Johnson has remained a playful and dedicated student of the finer points of genre ever since. Brick, his award-winning 2005 feature, reimagined a Dashiell Hammett gumshoe in a contemporary American high school. The Brothers Bloom (2008) was a surreal, romantic caper. With Looper, Johnson references obscure delights like Katsuhiro Otomo’s Domu and pop classics like Back to the Future’s disappearing photo.

“It makes no sense that the family are disappearing one by one if you think about it,” says Johnson. “But it makes perfect movie sense.”

In keeping with Johnson’s genre mashing back catalogue, Looper is also a western.

“I hope I left enough western things in there that you can just notice it,” says Johnson. “The whole movie sets up this moral choice between Joe’s life in the city and Emily Blunt’s character’s life on a farm. So westerns were a big influence. And Witness with Harrison Ford. I love that movie dearly. I went back and watched it over and over to figure out how to maintain tension when you’re stuck on a farm. It’s amazing how they structured it.”

The buzz around Looper is particularly gratifying after the lukewarm response afforded The Brothers Bloom, a film many dismissed as a product of Difficult Second Album syndrome.

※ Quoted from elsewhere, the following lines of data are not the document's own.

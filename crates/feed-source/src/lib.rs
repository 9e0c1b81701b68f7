//! Feed retrieval and normalization for catalog-sync
//!
//! This crate turns a remote XML product feed into an ordered list of
//! [`ProductRecord`]s:
//!
//! 1. [`HttpFeedSource`] fetches the feed over HTTP(S) with a timeout and a
//!    browser-like `User-Agent`
//! 2. [`parse_document`] converts the markup into a [`FeedNode`] tree
//! 3. [`extract`] locates the item list among the known feed shapes
//!
//! # Example
//!
//! ```ignore
//! use feed_source::{extract, FeedSource, FetchOptions, HttpFeedSource};
//!
//! let source = HttpFeedSource::new("https://example.com/products.xml", FetchOptions::default())?;
//! let doc = source.fetch().await?;
//! let records = extract(&doc);
//! ```

mod error;
mod http;
mod node;
mod normalize;
mod xml;

use async_trait::async_trait;

pub use catalog_core::ProductRecord;
pub use error::FetchError;
pub use http::{FetchOptions, HttpFeedSource, DEFAULT_FETCH_TIMEOUT, DEFAULT_USER_AGENT};
pub use node::FeedNode;
pub use normalize::{extract, matched_shape, ShapeMatcher, KNOWN_SHAPES};
pub use xml::parse_document;

/// A place a feed document can be fetched from.
///
/// The orchestrator depends on this trait only, so cycles can be driven by
/// something other than a live HTTP endpoint.
#[async_trait]
pub trait FeedSource: Send + Sync {
    /// Fetch and parse the current feed document.
    async fn fetch(&self) -> Result<FeedNode, FetchError>;

    /// Human-readable location of the feed, for logs.
    fn describe(&self) -> String;
}
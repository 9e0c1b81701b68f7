//! Native Redis protocol backend.

use crate::error::{Result, StoreError};
use crate::traits::KvStore;
use async_trait::async_trait;
use redis::aio::ConnectionManager;
use redis::{AsyncCommands, IntoConnectionInfo};

/// Store speaking RESP to a Redis-compatible server.
///
/// Uses a connection manager, so a dropped connection is re-established on
/// the next command instead of failing every later cycle.
#[derive(Clone)]
pub struct RedisStore {
    manager: ConnectionManager,
}

impl RedisStore {
    /// Connect to `url` (`redis://` or `rediss://`).
    ///
    /// A non-empty `password` replaces any password embedded in the URL.
    #[tracing::instrument(level = "debug", skip(password))]
    pub async fn connect(url: &str, password: Option<&str>) -> Result<Self> {
        let mut info = url
            .into_connection_info()
            .map_err(|e| StoreError::Config(format!("invalid redis url: {e}")))?;
        if let Some(password) = password.filter(|p| !p.is_empty()) {
            info.redis.password = Some(password.to_string());
        }

        let client = redis::Client::open(info).map_err(|e| StoreError::backend("open", e))?;
        let manager = ConnectionManager::new(client)
            .await
            .map_err(|e| StoreError::backend("connect", e))?;
        Ok(Self { manager })
    }
}

#[async_trait]
impl KvStore for RedisStore {
    async fn get(&self, key: &str) -> Result<Option<String>> {
        let mut conn = self.manager.clone();
        let value: Option<String> = conn
            .get(key)
            .await
            .map_err(|e| StoreError::backend("GET", e))?;
        Ok(value)
    }

    async fn set(&self, key: &str, value: &str) -> Result<()> {
        let mut conn = self.manager.clone();
        let _: () = conn
            .set(key, value)
            .await
            .map_err(|e| StoreError::backend("SET", e))?;
        Ok(())
    }

    async fn del(&self, key: &str) -> Result<bool> {
        let mut conn = self.manager.clone();
        let n: i64 = conn
            .del(key)
            .await
            .map_err(|e| StoreError::backend("DEL", e))?;
        Ok(n > 0)
    }

    async fn sadd(&self, set: &str, member: &str) -> Result<bool> {
        let mut conn = self.manager.clone();
        let n: i64 = conn
            .sadd(set, member)
            .await
            .map_err(|e| StoreError::backend("SADD", e))?;
        Ok(n > 0)
    }

    async fn smembers(&self, set: &str) -> Result<Vec<String>> {
        let mut conn = self.manager.clone();
        let members: Vec<String> = conn
            .smembers(set)
            .await
            .map_err(|e| StoreError::backend("SMEMBERS", e))?;
        Ok(members)
    }
}
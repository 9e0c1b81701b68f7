//! One fetch → normalize → store cycle
//!
//! A cycle never returns an error: every failure is logged and reported as a
//! [`CycleOutcome`], and the next cycle starts from scratch. A feed that
//! yields no records skips the store entirely, so a temporarily malformed
//! feed cannot zero out the previously stored catalog.

use crate::sync::ProductSynchronizer;
use catalog_core::SyncResult;
use feed_source::{extract, matched_shape, FeedSource};
use kv_store::KvStore;
use std::sync::atomic::{AtomicUsize, Ordering};
use tracing::{debug, error, info, warn};

/// Whether a cycle is in flight.
#[derive(Debug, Clone, Copy, PartialEq, Eq)]
pub enum CycleState {
    Idle,
    Running,
}

/// How a cycle ended.
#[derive(Debug, Clone, PartialEq)]
pub enum CycleOutcome {
    /// Records and metadata were written
    Synced(SyncResult),
    /// The feed held no recognizable items; the store was not touched
    NoRecords,
    /// The feed could not be fetched or parsed; the store was not touched
    FetchFailed(String),
    /// A store write failed part way; earlier batches remain written
    StoreFailed(String),
}

impl CycleOutcome {
    pub fn is_success(&self) -> bool {
        matches!(self, Self::Synced(_))
    }
}

/// Counts one cycle as in flight until dropped.
struct RunningGuard<'a>(&'a AtomicUsize);

impl<'a> RunningGuard<'a> {
    fn enter(running: &'a AtomicUsize) -> Self {
        running.fetch_add(1, Ordering::SeqCst);
        Self(running)
    }
}

impl Drop for RunningGuard<'_> {
    fn drop(&mut self) {
        self.0.fetch_sub(1, Ordering::SeqCst);
    }
}

/// Runs the feed-to-store pipeline.
///
/// Overlapping calls to [`SyncCycle::run_cycle`] are not prevented here; the
/// trigger (see [`crate::Scheduler`]) must wait for one cycle to finish before
/// starting the next. If calls do overlap, [`SyncCycle::state`] stays
/// `Running` until the last of them returns.
pub struct SyncCycle<F, S> {
    source: F,
    synchronizer: ProductSynchronizer<S>,
    running: AtomicUsize,
}

impl<F: FeedSource, S: KvStore> SyncCycle<F, S> {
    pub fn new(source: F, synchronizer: ProductSynchronizer<S>) -> Self {
        Self {
            source,
            synchronizer,
            running: AtomicUsize::new(0),
        }
    }

    pub fn source(&self) -> &F {
        &self.source
    }

    pub fn synchronizer(&self) -> &ProductSynchronizer<S> {
        &self.synchronizer
    }

    pub fn state(&self) -> CycleState {
        if self.running.load(Ordering::SeqCst) > 0 {
            CycleState::Running
        } else {
            CycleState::Idle
        }
    }

    pub async fn run_cycle(&self) -> CycleOutcome {
        let _running = RunningGuard::enter(&self.running);
        info!("Starting sync cycle for {}", self.source.describe());

        let document = match self.source.fetch().await {
            Ok(document) => document,
            Err(e) => {
                let e = anyhow::Error::new(e);
                error!("Error fetching feed: {e:#}");
                return CycleOutcome::FetchFailed(format!("{e:#}"));
            }
        };

        if let Some((shape, _)) = matched_shape(&document) {
            debug!("Feed matches {} shape", shape.name);
        }
        let records = extract(&document);
        drop(document);

        if records.is_empty() {
            warn!("No products found in feed. Check the feed structure.");
            return CycleOutcome::NoRecords;
        }

        match self.synchronizer.sync(records).await {
            Ok(result) => {
                info!(
                    "Sync completed successfully: {} products saved at {}",
                    result.count, result.timestamp
                );
                CycleOutcome::Synced(result)
            }
            Err(e) => {
                let e = anyhow::Error::new(e);
                error!("Error saving products to store: {e:#}");
                CycleOutcome::StoreFailed(format!("{e:#}"))
            }
        }
    }
}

“It’s so nice seeing Looper in adverts,” says Johnson. “That’s a big leap up for us. But you know I’m a big believer that a film will always find its audience. You can sit around and blame marketing, but sometimes, for whatever reason, films don’t connect with audiences in theatres. It’s been really nice to people connecting with Brothers Bloom on DVD and Netflix. On a long enough timeline, people find the film they were meant to see.”

He pauses.

“But hopefully this one will find its audience just a little sooner.”